Enabling Online determination of Size-dependent RNA Encapsulation of Lipid Nanoparticles

The therapeutic potential of lipid nanoparticles (LNPs) as delivery vehicles has been demonstrated in recent years, culminating in the emergency use approval of mRNA-based SARS-CoV-2 vaccines in late 2020. Research has shown that the tissue-penetrating ability and on-target effectiveness of LNPs are related to particle size. The determination of RNA content relative to LNP size can be important to the understanding of efficacy and adverse effects.
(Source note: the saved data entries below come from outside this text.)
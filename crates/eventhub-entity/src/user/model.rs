//! User entity model and validated inputs.

use chrono::{DateTime, Utc};
use serde::{Deserialize, Serialize};
use sqlx::FromRow;

use eventhub_core::types::UserId;
use eventhub_core::{AppError, AppResult};

/// Maximum length of a profile bio, in characters.
pub const MAX_BIO_CHARS: usize = 500;

/// Minimum length of a username, in characters.
pub const MIN_USERNAME_CHARS: usize = 3;

/// A registered user.
#[derive(Debug, Clone, Serialize, Deserialize, FromRow)]
pub struct User {
    /// Unique user identifier.
    pub id: UserId,
    /// Email address, stored lowercased, unique case-insensitively.
    pub email: String,
    /// Unique display username.
    pub username: String,
    /// Argon2id password hash.
    #[serde(skip_serializing)]
    pub password_hash: String,
    /// Free-form profile text.
    pub bio: String,
    /// When the user registered. Immutable.
    pub created_at: DateTime<Utc>,
}

impl User {
    /// Project this user onto its public display fields.
    pub fn summary(&self) -> UserSummary {
        UserSummary {
            id: self.id,
            username: self.username.clone(),
            email: self.email.clone(),
        }
    }
}

/// Public display fields of a user, safe to embed in event listings.
///
/// Never carries the password hash or bio.
#[derive(Debug, Clone, PartialEq, Eq, Serialize, Deserialize, FromRow)]
pub struct UserSummary {
    /// User identifier.
    pub id: UserId,
    /// Display username.
    pub username: String,
    /// Email address.
    pub email: String,
}

/// Data required to persist a new user. The password is already hashed.
#[derive(Debug, Clone)]
pub struct NewUser {
    /// Lowercased email address.
    pub email: String,
    /// Desired username.
    pub username: String,
    /// Argon2id hash of the registration password.
    pub password_hash: String,
}

/// Validated registration input.
#[derive(Debug, Clone, Deserialize)]
pub struct Registration {
    /// Email address.
    pub email: String,
    /// Plaintext password; hashed before storage, never persisted.
    pub password: String,
    /// Desired username.
    pub username: String,
}

impl Registration {
    /// Validate the shape of the registration fields.
    ///
    /// Password strength is enforced separately by the password policy.
    pub fn validate(&self) -> AppResult<()> {
        validate_email(&self.email)?;
        validate_username(&self.username)
    }

    /// The email in its canonical (lowercased, trimmed) form.
    pub fn canonical_email(&self) -> String {
        self.email.trim().to_lowercase()
    }
}

/// Validated profile update input.
#[derive(Debug, Clone, Deserialize)]
pub struct ProfileUpdate {
    /// New username.
    pub username: String,
    /// New bio; `None` clears it.
    pub bio: Option<String>,
}

impl ProfileUpdate {
    /// Validate the profile fields.
    pub fn validate(&self) -> AppResult<()> {
        validate_username(&self.username)?;
        if let Some(bio) = &self.bio {
            if bio.chars().count() > MAX_BIO_CHARS {
                return Err(AppError::validation(format!(
                    "Bio must be at most {MAX_BIO_CHARS} characters"
                )));
            }
        }
        Ok(())
    }
}

fn validate_email(email: &str) -> AppResult<()> {
    let email = email.trim();
    if email.is_empty() || !email.contains('@') || !email.contains('.') {
        return Err(AppError::validation("Invalid email address"));
    }
    Ok(())
}

fn validate_username(username: &str) -> AppResult<()> {
    if username.trim().chars().count() < MIN_USERNAME_CHARS {
        return Err(AppError::validation(format!(
            "Username must be at least {MIN_USERNAME_CHARS} characters"
        )));
    }
    Ok(())
}

#[cfg(test)]
mod tests {
    use super::*;

    fn registration(email: &str, username: &str) -> Registration {
        Registration {
            email: email.to_string(),
            password: "secret1".to_string(),
            username: username.to_string(),
        }
    }

    #[test]
    fn test_registration_valid() {
        assert!(registration("a@x.com", "alice").validate().is_ok());
    }

    #[test]
    fn test_registration_rejects_bad_email() {
        assert!(registration("not-an-email", "alice").validate().is_err());
        assert!(registration("", "alice").validate().is_err());
    }

    #[test]
    fn test_registration_rejects_short_username() {
        assert!(registration("a@x.com", "ab").validate().is_err());
    }

    #[test]
    fn test_canonical_email_lowercases() {
        assert_eq!(
            registration(" Alice@X.COM ", "alice").canonical_email(),
            "alice@x.com"
        );
    }

    #[test]
    fn test_profile_update_bio_cap() {
        let ok = ProfileUpdate {
            username: "alice".to_string(),
            bio: Some("x".repeat(MAX_BIO_CHARS)),
        };
        assert!(ok.validate().is_ok());

        let too_long = ProfileUpdate {
            username: "alice".to_string(),
            bio: Some("x".repeat(MAX_BIO_CHARS + 1)),
        };
        assert!(too_long.validate().is_err());
    }
}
Size-exclusion chromatography (SEC) coupled with multi-angle light scattering (MALS) and UV and refractive Index (dRI) detectors is often used for the characterization of large molecules or complex macro-entities such as LNPs. However, for particles larger than 50 nm in diameter, size based RNA content determination with the MALS-UV-dRI multi-detectors is confounded by the UV scattering of particles at 260 nm, characteristic absorption wavelength of RNA . This work presents the first description of a novel facile and rapid analytical method for online, size-dependent RNA payload distribution measurement using data from MALS, UV and dRI detectors following separation of the LNPs by SEC. The analysis was validated by size-based fractionation of the LNPs with subsequent offline analysis of the fractions. Four LNPs formulated with different PEG-lipids and different molar compositions were tested. Good agreement was observed between the online and offline size-based RNA distributions among all four LNPs, demonstrating the utility of the online method for LNP-encapsulated RNA in general.